Welcome, Guest. Please login or register. Did you miss your activation email?

Author Topic: How does MouseMoveEvent work exactly?  (Read 2713 times)

0 Members and 1 Guest are viewing this topic.

Lethn

  • Full Member
  • ***
  • Posts: 133
    • View Profile
How does MouseMoveEvent work exactly?
« on: June 11, 2013, 02:58:32 pm »
In my continuous mission of making more interactive stuff I'm having some difficulty understanding the way MouseMoveEvent works and I know this is what I'll need if I want to make things like buttons etc. I've been trying the usual methods other code uses but of course that isn't working.

Does anyone have know of any source code examples and such that show a basic button working for example? What I'm trying to do is to get the code to detect my mouse going over a sprite and then replacing it with another sprite when I click for example.
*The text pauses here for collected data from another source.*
//! Session store: who is using the app right now.
//!
//! Exactly one [`User`] is active at a time. It is written to durable
//! storage under [`SESSION_KEY`] as soon as it is created and replaced
//! wholesale on the next login.

use crate::error::ValidationError;
use crate::storage::KeyValueStore;
use serde::{Deserialize, Serialize};
use std::sync::Arc;
use tracing::{debug, warn};

/// Storage key holding the serialized active user.
pub const SESSION_KEY: &str = "session";

/// Display name used for guest sessions.
pub const GUEST_NAME: &str = "Guest";

/// The identity history is scoped to.
#[derive(Debug, Clone, PartialEq, Eq, Serialize, Deserialize)]
#[serde(rename_all = "camelCase")]
pub struct User {
    pub name: String,
    pub is_guest: bool,
}

impl User {
    /// A named user. The name is trimmed and must not be empty.
    pub fn named(name: &str) -> Result<Self, ValidationError> {
        let name = name.trim();
        if name.is_empty() {
            return Err(ValidationError::EmptyName);
        }
        Ok(Self {
            name: name.to_string(),
            is_guest: false,
        })
    }

    /// The guest identity.
    pub fn guest() -> Self {
        Self {
            name: GUEST_NAME.to_string(),
            is_guest: true,
        }
    }

    /// Name to show in the interface.
    pub fn display_name(&self) -> &str {
        if self.is_guest {
            GUEST_NAME
        } else {
            &self.name
        }
    }

    fn is_well_formed(&self) -> bool {
        self.is_guest || !self.name.trim().is_empty()
    }
}

/// Owns the active user and its durable record.
pub struct SessionStore {
    storage: Arc<dyn KeyValueStore>,
    current: Option<User>,
}

impl SessionStore {
    pub fn new(storage: Arc<dyn KeyValueStore>) -> Self {
        Self {
            storage,
            current: None,
        }
    }

    /// The active user, if anyone is logged in.
    pub fn current(&self) -> Option<&User> {
        self.current.as_ref()
    }

    /// Log in under `name`, replacing any prior session.
    pub fn login(&mut self, name: &str) -> Result<&User, ValidationError> {
        let user = User::named(name)?;
        Ok(self.activate(user))
    }

    /// Log in as the guest.
    pub fn login_as_guest(&mut self) -> &User {
        self.activate(User::guest())
    }

    /// Forget the active user, in memory and in storage.
    pub fn logout(&mut self) {
        self.current = None;
        if let Err(e) = self.storage.remove(SESSION_KEY) {
            warn!(error = %e, "failed to clear stored session");
        }
    }

    /// Resume the session stored by a previous run.
    ///
    /// An already active session is kept as is, even when it could not be
    /// written to storage. Otherwise a missing, unreadable or corrupt record
    /// yields no session. Corrupt records are left in place.
    pub fn restore(&mut self) -> Option<&User> {
        if self.current.is_some() {
            return self.current.as_ref();
        }
        self.current = match self.storage.get(SESSION_KEY) {
            Ok(Some(raw)) => match serde_json::from_str::<User>(&raw) {
                Ok(user) if user.is_well_formed() => Some(user),
                Ok(_) => {
                    warn!("stored session has an empty name; ignoring it");
                    None
                }
                Err(e) => {
                    warn!(error = %e, "stored session is corrupt; ignoring it");
                    None
                }
            },
            Ok(None) => None,
            Err(e) => {
                warn!(error = %e, "failed to read stored session");
                None
            }
        };
        self.current.as_ref()
    }

    fn activate(&mut self, user: User) -> &User {
        match serde_json::to_string(&user) {
            Ok(raw) => {
                if let Err(e) = self.storage.set(SESSION_KEY, &raw) {
                    warn!(error = %e, "failed to persist session; continuing in memory");
                }
            }
            Err(e) => warn!(error = %e, "failed to serialize session"),
        }
        debug!(user = %user.display_name(), guest = user.is_guest, "session started");
        self.current.insert(user)
    }
}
I bet it's going to be one of those things where it just has a specific way of working to the other input commands and I've missed it completely.
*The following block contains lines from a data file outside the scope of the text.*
//! The anecdote data model.
//!
//! An [`Anecdote`] is what the provider produces and what the user reads.
//! A [`HistoryEntry`] is the same record without its illustration, which is
//! the only shape ever written to durable storage.

use base64::{engine::general_purpose::STANDARD as BASE64, Engine as _};
use serde::{Deserialize, Serialize};

/// A difficult word from the story with a short in-context definition.
#[derive(Debug, Clone, PartialEq, Eq, Serialize, Deserialize)]
pub struct ToughWord {
    pub word: String,
    pub definition: String,
}

impl ToughWord {
    pub fn new(word: impl Into<String>, definition: impl Into<String>) -> Self {
        Self {
            word: word.into(),
            definition: definition.into(),
        }
    }
}

/// A generated story about an academic topic.
#[derive(Debug, Clone, PartialEq, Eq, Serialize, Deserialize)]
#[serde(rename_all = "camelCase")]
pub struct Anecdote {
    /// Short catchy title.
    pub title: String,

    /// The narrative, written in the requested language.
    pub story: String,

    /// The educational lesson of the story.
    pub takeaway: String,

    /// One fact-checked sentence related to the topic.
    pub fun_fact: String,

    /// Normalized subject label chosen by the provider.
    pub topic: String,

    /// A single emoji representing the story.
    pub emoji: String,

    /// Exactly three follow-up topics.
    pub related_topics: Vec<String>,

    /// Three to five vocabulary items found in the story.
    pub tough_words: Vec<ToughWord>,

    /// Closest curriculum chapter.
    pub ncert_topic: String,

    /// `data:<mime>;base64,<data>` illustration, when one was generated.
    #[serde(default, skip_serializing_if = "Option::is_none")]
    pub image_url: Option<String>,
}

impl Anecdote {
    /// Whether an illustration is attached.
    pub fn has_illustration(&self) -> bool {
        self.image_url.is_some()
    }

    /// Decode the attached illustration, if it is a well-formed base64 data URI.
    pub fn illustration(&self) -> Option<Illustration> {
        let uri = self.image_url.as_deref()?;
        let (mime_type, data) = uri.strip_prefix("data:")?.split_once(";base64,")?;
        let bytes = BASE64.decode(data).ok()?;
        Some(Illustration {
            mime_type: mime_type.to_string(),
            bytes,
        })
    }
}

/// Build a data URI from a MIME type and an already base64-encoded payload.
pub fn data_uri(mime_type: &str, base64_data: &str) -> String {
    format!("data:{mime_type};base64,{base64_data}")
}

/// A decoded illustration.
#[derive(Debug, Clone, PartialEq, Eq)]
pub struct Illustration {
    pub mime_type: String,
    pub bytes: Vec<u8>,
}

impl Illustration {
    /// File extension matching the MIME type.
    pub fn extension(&self) -> &'static str {
        match self.mime_type.as_str() {
            "image/png" => "png",
            "image/jpeg" | "image/jpg" => "jpg",
            "image/webp" => "webp",
            "image/gif" => "gif",
            _ => "bin",
        }
    }
}

/// An anecdote as stored in durable history: identical fields, no image.
#[derive(Debug, Clone, PartialEq, Eq, Serialize, Deserialize)]
#[serde(rename_all = "camelCase")]
pub struct HistoryEntry {
    pub title: String,
    pub story: String,
    pub takeaway: String,
    pub fun_fact: String,
    pub topic: String,
    pub emoji: String,
    pub related_topics: Vec<String>,
    pub tough_words: Vec<ToughWord>,
    pub ncert_topic: String,
}

impl From<&Anecdote> for HistoryEntry {
    fn from(anecdote: &Anecdote) -> Self {
        Self {
            title: anecdote.title.clone(),
            story: anecdote.story.clone(),
            takeaway: anecdote.takeaway.clone(),
            fun_fact: anecdote.fun_fact.clone(),
            topic: anecdote.topic.clone(),
            emoji: anecdote.emoji.clone(),
            related_topics: anecdote.related_topics.clone(),
            tough_words: anecdote.tough_words.clone(),
            ncert_topic: anecdote.ncert_topic.clone(),
        }
    }
}

impl From<HistoryEntry> for Anecdote {
    fn from(entry: HistoryEntry) -> Self {
        Self {
            title: entry.title,
            story: entry.story,
            takeaway: entry.takeaway,
            fun_fact: entry.fun_fact,
            topic: entry.topic,
            emoji: entry.emoji,
            related_topics: entry.related_topics,
            tough_words: entry.tough_words,
            ncert_topic: entry.ncert_topic,
            image_url: None,
        }
    }
}

#[cfg(test)]
mod tests {
    use super::*;
    use crate::testing::sample_anecdote;

    #[test]
    fn test_serializes_camel_case() {
        let anecdote = sample_anecdote("The Falling Fruit", "Gravity");
        let value = serde_json::to_value(&anecdote).unwrap();

        assert_eq!(value["funFact"], anecdote.fun_fact.as_str());
        assert_eq!(value["ncertTopic"], anecdote.ncert_topic.as_str());
        assert_eq!(value["relatedTopics"].as_array().unwrap().len(), 3);
        assert!(value.get("imageUrl").is_none());
    }

    #[test]
    fn test_history_entry_drops_image() {
        let mut anecdote = sample_anecdote("The Falling Fruit", "Gravity");
        anecdote.image_url = Some(data_uri("image/png", "aGVsbG8="));

        let entry = HistoryEntry::from(&anecdote);
        let json = serde_json::to_string(&entry).unwrap();
        assert!(!json.contains("imageUrl"));

        let restored: Anecdote = entry.into();
        assert_eq!(restored.title, anecdote.title);
        assert!(restored.image_url.is_none());
    }

    #[test]
    fn test_history_entry_ignores_stray_image_field() {
        let mut value = serde_json::to_value(sample_anecdote("Eureka", "Buoyancy")).unwrap();
        value["imageUrl"] = "data:image/png;base64,AAAA".into();

        let entry: HistoryEntry = serde_json::from_value(value).unwrap();
        assert_eq!(entry.title, "Eureka");
    }

    #[test]
    fn test_illustration_decoding() {
        let mut anecdote = sample_anecdote("Eureka", "Buoyancy");
        assert!(anecdote.illustration().is_none());

        anecdote.image_url = Some(data_uri("image/png", "aGVsbG8="));
        let image = anecdote.illustration().unwrap();
        assert_eq!(image.mime_type, "image/png");
        assert_eq!(image.bytes, b"hello");
        assert_eq!(image.extension(), "png");

        anecdote.image_url = Some("https://example.com/a.png".to_string());
        assert!(anecdote.illustration().is_none());
    }
}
Just so you know, I have looked at the documentation but of course it only explains the syntax and doesn't show it actually being used in a practical way which I think is why I'm having trouble understanding it.
« Last Edit: June 11, 2013, 03:02:23 pm by Lethn »

Lethn

  • Full Member
  • ***
  • Posts: 133
    • View Profile
Re: How does MouseMoveEvent work exactly?
« Reply #1 on: June 11, 2013, 03:10:14 pm »
Well now I feel stupid this section had exactly what I needed.
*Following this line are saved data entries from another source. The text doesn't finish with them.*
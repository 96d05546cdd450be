//! Presentation-side state and hooks.

/// Which screen is showing.
#[derive(Debug, Clone, Copy, PartialEq, Eq, Default)]
pub enum View {
    #[default]
    Home,
    History,
}

impl View {
    /// Path reported with `page_view` events.
    pub fn path(&self) -> &'static str {
        match self {
            View::Home => "/home",
            View::History => "/history",
        }
    }

    pub fn toggled(self) -> Self {
        match self {
            View::Home => View::History,
            View::History => View::Home,
        }
    }
}

/// Best-effort presentation affordances requested by the controller.
///
/// Implementations must return promptly; the controller never waits on them.
pub trait ViewHooks: Send + Sync {
    /// Bring the freshly generated result into view.
    fn scroll_to_result(&self) {}

    /// Return to the top of the page.
    fn scroll_to_top(&self) {}
}

/// Hooks that do nothing.
#[derive(Debug, Default, Clone, Copy)]
pub struct NoopView;

impl ViewHooks for NoopView {}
http://www.sfml-dev.org/tutorials/2.0/window-events.php

Just a quick question though, would the syntax be the same if I were to say replace cout with my sprite class?

Laurent

  • Administrator
  • Hero Member
  • *****
  • Posts: 32498
    • View Profile
    • SFML's website
    • Email
Re: How does MouseMoveEvent work exactly?
« Reply #2 on: June 11, 2013, 03:24:44 pm »
Quote
would the syntax be the same if I were to say replace cout with my sprite class?
Of course.
Laurent Gomila - SFML developer

Lethn

  • Full Member
  • ***
  • Posts: 133
    • View Profile
Re: How does MouseMoveEvent work exactly?
« Reply #3 on: June 11, 2013, 03:29:19 pm »
Yey! In that case I can experiment more now :) thanks for the help.

Lethn

  • Full Member
  • ***
  • Posts: 133
    • View Profile
Re: How does MouseMoveEvent work exactly?
« Reply #4 on: June 11, 2013, 07:29:07 pm »
>_< :(

Quote


    while (window.isOpen())
    {

    sf::Event event;
    while (window.pollEvent(event))

if ( event.type == sf::Event::mouseMove );

{
    std::cout << "Mouse Move X works!: " << event.mouseMove.x;
    std::cout << "Mouse Move Y works!: " << event.mouseMove.y;
}


{
 if (event.type == sf::Event::Closed)
 window.close();
}

        window.clear();
        window.display();

    }

    return 0;

}



Quote
error: invalid use of non-static data member 'sf::Event::<anonymous union>::mouseMove'

I'm a bit baffled by this error message, it seems to be complaining about the classes? Not quite sure about this one the problem is when I tried changing "event" it threw up scope error messages instead, I've tried using MouseMoveEvent instead but of course that just caused more problems.

Lethn

  • Full Member
  • ***
  • Posts: 133
    • View Profile
Re: How does MouseMoveEvent work exactly?
« Reply #5 on: June 11, 2013, 07:39:30 pm »
wow just got it sort of working! nevermind, for some reason the IDE at first didn't like it very much when I used MouseMoved then when I fiddled around some more it did.

Laurent

  • Administrator
  • Hero Member
  • *****
  • Posts: 32498
    • View Profile
    • SFML's website
    • Email
Re: How does MouseMoveEvent work exactly?
« Reply #6 on: June 11, 2013, 08:51:14 pm »
Trust the official documentation, not the buggy intellisense of your IDE.
Laurent Gomila - SFML developer

Lethn

  • Full Member
  • ***
  • Posts: 133
    • View Profile
Re: How does MouseMoveEvent work exactly?
« Reply #7 on: June 11, 2013, 09:58:58 pm »
lol I'm using codeblocks and it does some weird ass things sometimes but I guess this must be something you have to get used to when programming.